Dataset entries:
########

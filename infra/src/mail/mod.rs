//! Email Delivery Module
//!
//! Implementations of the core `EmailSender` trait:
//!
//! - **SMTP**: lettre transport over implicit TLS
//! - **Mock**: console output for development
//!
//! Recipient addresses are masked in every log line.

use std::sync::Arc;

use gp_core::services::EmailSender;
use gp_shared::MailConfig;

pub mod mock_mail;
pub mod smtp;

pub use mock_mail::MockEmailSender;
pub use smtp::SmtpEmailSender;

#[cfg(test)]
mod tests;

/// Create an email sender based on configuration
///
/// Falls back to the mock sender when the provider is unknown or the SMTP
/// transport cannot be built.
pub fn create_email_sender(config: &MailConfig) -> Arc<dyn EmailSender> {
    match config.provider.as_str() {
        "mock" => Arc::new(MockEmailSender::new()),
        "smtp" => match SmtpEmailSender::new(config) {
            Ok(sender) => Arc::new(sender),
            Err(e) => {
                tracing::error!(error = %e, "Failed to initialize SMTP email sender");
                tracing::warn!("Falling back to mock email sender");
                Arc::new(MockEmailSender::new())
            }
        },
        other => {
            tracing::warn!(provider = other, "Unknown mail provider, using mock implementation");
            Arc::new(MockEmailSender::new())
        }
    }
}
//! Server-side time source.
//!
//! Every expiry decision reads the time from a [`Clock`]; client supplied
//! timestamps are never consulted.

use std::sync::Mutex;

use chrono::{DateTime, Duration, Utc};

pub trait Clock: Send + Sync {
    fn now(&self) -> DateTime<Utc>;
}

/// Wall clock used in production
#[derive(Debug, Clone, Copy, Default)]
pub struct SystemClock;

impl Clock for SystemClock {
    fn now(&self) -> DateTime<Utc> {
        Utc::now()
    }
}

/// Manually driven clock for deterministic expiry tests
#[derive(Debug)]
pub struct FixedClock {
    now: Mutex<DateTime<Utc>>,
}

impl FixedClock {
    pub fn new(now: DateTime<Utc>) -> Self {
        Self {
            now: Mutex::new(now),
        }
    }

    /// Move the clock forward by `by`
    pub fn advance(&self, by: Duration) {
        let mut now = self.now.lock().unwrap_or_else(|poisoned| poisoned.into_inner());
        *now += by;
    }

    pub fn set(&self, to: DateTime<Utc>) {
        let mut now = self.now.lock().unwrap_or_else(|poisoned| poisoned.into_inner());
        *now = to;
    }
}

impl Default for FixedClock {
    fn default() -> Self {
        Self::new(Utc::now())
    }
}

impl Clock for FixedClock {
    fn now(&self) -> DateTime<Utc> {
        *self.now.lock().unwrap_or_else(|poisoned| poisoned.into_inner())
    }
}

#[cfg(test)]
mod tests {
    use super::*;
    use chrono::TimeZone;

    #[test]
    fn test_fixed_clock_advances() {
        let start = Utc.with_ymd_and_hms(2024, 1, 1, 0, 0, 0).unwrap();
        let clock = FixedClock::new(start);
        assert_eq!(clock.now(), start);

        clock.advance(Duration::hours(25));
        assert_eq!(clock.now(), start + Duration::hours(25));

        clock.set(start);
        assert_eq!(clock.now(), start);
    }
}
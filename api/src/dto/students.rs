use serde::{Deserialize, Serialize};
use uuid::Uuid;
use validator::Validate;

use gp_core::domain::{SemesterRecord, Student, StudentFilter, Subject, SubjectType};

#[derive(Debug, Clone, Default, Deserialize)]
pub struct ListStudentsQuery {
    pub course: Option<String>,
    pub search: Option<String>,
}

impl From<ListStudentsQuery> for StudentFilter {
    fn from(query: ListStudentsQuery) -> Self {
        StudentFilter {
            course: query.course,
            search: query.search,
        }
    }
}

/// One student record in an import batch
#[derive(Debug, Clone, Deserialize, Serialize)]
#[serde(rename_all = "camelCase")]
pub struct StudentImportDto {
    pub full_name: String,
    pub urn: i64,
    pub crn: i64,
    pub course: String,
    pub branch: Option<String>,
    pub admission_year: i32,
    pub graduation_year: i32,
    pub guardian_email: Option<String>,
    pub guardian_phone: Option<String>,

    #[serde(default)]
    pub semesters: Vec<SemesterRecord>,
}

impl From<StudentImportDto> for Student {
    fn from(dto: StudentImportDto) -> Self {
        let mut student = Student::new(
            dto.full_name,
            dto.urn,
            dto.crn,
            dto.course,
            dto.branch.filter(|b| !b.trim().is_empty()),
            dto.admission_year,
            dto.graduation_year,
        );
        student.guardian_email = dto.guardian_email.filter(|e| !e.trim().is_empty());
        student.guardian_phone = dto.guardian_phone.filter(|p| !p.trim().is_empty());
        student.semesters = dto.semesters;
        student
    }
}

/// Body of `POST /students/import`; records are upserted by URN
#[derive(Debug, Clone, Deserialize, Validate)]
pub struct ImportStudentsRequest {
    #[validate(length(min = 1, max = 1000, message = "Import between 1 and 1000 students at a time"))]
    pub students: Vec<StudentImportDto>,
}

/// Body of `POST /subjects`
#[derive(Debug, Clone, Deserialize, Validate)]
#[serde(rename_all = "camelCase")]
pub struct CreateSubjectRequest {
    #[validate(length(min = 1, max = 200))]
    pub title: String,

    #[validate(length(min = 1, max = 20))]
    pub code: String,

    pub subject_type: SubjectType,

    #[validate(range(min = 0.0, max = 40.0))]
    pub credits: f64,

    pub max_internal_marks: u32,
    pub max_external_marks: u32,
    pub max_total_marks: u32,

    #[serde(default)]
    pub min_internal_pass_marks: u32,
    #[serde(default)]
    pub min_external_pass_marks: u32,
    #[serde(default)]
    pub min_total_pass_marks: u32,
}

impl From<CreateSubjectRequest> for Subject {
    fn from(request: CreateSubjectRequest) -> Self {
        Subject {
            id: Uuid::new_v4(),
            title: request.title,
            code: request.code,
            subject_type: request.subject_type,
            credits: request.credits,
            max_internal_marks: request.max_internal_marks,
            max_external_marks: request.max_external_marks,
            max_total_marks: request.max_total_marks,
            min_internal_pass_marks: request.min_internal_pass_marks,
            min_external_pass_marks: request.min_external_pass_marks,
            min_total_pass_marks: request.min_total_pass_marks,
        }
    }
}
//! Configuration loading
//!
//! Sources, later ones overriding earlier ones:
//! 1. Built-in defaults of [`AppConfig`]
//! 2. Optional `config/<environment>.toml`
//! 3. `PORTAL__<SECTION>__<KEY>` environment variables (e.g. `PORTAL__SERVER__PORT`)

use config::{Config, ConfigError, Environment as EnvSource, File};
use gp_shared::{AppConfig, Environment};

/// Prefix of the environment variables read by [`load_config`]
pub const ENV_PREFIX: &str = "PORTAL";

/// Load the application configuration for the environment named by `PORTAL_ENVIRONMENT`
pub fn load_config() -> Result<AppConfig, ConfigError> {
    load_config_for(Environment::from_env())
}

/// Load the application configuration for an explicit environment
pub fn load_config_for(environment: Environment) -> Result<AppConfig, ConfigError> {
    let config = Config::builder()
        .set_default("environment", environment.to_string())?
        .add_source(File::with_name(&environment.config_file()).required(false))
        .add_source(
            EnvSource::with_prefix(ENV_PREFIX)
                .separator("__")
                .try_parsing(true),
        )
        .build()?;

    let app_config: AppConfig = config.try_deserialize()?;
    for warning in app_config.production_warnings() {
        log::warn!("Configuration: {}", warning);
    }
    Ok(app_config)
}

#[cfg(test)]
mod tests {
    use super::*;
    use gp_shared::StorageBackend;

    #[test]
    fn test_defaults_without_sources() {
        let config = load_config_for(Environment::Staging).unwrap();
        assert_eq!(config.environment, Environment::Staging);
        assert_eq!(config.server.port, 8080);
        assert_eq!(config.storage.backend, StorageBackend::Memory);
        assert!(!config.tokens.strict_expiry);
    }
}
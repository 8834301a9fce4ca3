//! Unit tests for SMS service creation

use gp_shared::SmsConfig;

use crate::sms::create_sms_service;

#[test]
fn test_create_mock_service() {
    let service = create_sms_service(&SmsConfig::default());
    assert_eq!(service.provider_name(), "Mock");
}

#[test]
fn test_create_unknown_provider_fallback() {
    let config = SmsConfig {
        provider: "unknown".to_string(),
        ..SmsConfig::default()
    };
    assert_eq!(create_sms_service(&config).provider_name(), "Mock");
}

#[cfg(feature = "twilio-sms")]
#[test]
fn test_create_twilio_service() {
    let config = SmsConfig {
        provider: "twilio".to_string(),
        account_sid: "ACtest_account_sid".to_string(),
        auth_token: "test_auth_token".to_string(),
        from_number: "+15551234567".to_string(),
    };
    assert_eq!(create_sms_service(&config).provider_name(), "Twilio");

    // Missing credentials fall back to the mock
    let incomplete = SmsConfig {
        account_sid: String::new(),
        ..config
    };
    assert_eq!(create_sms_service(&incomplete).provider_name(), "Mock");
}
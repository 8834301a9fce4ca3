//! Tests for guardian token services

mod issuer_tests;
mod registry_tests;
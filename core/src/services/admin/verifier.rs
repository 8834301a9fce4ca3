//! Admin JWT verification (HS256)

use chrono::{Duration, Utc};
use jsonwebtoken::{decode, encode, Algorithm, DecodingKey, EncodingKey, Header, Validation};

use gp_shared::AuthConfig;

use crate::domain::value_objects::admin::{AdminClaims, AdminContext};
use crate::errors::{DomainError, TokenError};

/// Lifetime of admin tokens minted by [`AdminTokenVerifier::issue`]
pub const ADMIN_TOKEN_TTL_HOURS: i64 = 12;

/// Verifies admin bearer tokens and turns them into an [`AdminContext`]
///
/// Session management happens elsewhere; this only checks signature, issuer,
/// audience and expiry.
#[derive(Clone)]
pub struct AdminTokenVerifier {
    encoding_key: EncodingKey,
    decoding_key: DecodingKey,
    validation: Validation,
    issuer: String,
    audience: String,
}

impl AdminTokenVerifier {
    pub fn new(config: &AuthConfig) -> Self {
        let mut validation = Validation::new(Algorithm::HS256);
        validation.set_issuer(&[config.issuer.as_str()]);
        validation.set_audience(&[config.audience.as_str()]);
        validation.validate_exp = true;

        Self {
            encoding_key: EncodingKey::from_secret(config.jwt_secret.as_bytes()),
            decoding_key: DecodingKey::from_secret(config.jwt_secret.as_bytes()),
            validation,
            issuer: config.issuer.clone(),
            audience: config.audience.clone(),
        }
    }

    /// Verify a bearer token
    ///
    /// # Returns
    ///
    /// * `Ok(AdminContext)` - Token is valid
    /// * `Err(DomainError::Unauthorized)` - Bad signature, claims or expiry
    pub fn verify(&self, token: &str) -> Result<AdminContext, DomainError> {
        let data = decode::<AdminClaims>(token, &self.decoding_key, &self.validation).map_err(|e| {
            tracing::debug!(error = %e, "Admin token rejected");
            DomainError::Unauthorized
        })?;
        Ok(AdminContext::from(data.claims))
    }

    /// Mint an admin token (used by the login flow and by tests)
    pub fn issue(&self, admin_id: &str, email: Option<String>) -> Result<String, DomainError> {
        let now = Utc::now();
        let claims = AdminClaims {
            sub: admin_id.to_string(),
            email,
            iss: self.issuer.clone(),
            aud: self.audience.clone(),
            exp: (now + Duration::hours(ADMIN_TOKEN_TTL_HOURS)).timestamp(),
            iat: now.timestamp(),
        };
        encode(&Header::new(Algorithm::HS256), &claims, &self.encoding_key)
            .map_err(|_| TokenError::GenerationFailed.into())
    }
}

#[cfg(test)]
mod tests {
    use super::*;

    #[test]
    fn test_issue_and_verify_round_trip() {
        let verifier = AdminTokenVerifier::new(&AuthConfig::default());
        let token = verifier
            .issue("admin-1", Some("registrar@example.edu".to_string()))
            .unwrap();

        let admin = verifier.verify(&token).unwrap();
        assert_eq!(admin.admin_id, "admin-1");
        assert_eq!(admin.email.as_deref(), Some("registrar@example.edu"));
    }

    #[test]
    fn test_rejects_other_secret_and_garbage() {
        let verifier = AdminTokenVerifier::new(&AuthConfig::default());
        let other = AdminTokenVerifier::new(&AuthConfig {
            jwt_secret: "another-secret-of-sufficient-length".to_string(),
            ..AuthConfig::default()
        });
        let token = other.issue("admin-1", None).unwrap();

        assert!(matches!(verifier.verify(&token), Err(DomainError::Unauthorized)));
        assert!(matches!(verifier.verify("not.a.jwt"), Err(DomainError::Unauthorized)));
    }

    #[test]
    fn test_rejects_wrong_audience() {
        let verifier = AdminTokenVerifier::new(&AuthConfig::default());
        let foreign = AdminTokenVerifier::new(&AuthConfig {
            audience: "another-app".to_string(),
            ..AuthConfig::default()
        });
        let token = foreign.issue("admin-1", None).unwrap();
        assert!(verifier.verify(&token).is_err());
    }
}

########

What you have to do: Copy every line of the entries above in which "CreateSubjectRequest" occurs.

Written solution:
pub struct CreateSubjectRequest {
impl From<CreateSubjectRequest> for Subject {
    fn from(request: CreateSubjectRequest) -> Self {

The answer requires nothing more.